*EXERCISE INPUTS*:
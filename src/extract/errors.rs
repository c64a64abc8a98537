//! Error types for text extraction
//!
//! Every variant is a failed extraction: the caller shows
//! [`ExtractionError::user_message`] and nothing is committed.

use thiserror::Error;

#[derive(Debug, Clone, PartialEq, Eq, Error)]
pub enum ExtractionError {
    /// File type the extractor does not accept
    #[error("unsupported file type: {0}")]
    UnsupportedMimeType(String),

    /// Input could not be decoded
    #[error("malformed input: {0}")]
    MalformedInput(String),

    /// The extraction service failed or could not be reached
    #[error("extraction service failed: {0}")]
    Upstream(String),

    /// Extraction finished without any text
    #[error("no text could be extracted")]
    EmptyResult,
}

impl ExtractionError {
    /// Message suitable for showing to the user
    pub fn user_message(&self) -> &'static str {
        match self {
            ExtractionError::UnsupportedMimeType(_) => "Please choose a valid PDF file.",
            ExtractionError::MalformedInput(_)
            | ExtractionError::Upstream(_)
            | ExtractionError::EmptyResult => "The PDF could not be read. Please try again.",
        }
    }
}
--
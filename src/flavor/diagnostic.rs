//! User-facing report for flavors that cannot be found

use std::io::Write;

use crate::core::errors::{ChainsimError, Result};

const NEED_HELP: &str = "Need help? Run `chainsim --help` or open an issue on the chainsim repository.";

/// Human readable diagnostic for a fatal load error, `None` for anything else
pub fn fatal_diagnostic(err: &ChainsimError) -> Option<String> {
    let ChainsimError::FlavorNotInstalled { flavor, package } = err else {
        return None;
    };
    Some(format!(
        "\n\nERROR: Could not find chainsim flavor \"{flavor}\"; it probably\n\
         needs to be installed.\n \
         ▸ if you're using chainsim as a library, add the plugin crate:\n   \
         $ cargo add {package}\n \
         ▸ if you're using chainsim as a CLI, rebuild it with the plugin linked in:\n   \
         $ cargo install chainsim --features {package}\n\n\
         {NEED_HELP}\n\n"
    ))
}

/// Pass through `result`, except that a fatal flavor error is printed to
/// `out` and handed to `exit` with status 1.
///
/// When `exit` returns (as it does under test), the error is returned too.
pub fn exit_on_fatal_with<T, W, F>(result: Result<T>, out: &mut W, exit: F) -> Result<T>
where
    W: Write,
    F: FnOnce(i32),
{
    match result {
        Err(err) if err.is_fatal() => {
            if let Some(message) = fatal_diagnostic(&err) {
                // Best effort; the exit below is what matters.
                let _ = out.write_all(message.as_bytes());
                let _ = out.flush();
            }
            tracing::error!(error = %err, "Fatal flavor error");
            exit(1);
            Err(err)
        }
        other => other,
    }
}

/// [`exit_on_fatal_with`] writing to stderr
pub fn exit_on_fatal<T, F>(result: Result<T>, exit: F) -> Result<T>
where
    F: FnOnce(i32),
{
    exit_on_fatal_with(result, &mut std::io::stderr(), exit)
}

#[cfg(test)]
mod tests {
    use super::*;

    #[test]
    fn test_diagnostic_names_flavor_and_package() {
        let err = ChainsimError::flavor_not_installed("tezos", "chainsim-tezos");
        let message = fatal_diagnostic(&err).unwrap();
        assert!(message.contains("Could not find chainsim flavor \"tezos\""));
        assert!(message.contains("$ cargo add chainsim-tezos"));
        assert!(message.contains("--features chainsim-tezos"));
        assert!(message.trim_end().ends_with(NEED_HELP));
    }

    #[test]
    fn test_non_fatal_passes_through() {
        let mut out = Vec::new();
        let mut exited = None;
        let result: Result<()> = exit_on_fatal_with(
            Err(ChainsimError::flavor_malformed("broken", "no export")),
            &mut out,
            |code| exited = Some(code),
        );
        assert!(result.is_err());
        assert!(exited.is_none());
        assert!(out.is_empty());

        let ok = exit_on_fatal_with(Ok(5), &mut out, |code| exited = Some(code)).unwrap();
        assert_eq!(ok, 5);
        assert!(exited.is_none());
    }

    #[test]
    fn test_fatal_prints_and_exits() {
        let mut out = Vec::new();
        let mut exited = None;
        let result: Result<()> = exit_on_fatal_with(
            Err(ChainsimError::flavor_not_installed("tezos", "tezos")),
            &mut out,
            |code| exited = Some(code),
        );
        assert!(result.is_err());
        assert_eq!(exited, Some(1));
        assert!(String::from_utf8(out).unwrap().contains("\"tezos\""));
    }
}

*WHAT YOU NEED TO DO*: Only the lines with the string "features" are wanted; pick them out of the records above and copy them.

*ANSWER BOX*:
         $ cargo install chainsim --features {package}\n\n\
        assert!(message.contains("--features chainsim-tezos"));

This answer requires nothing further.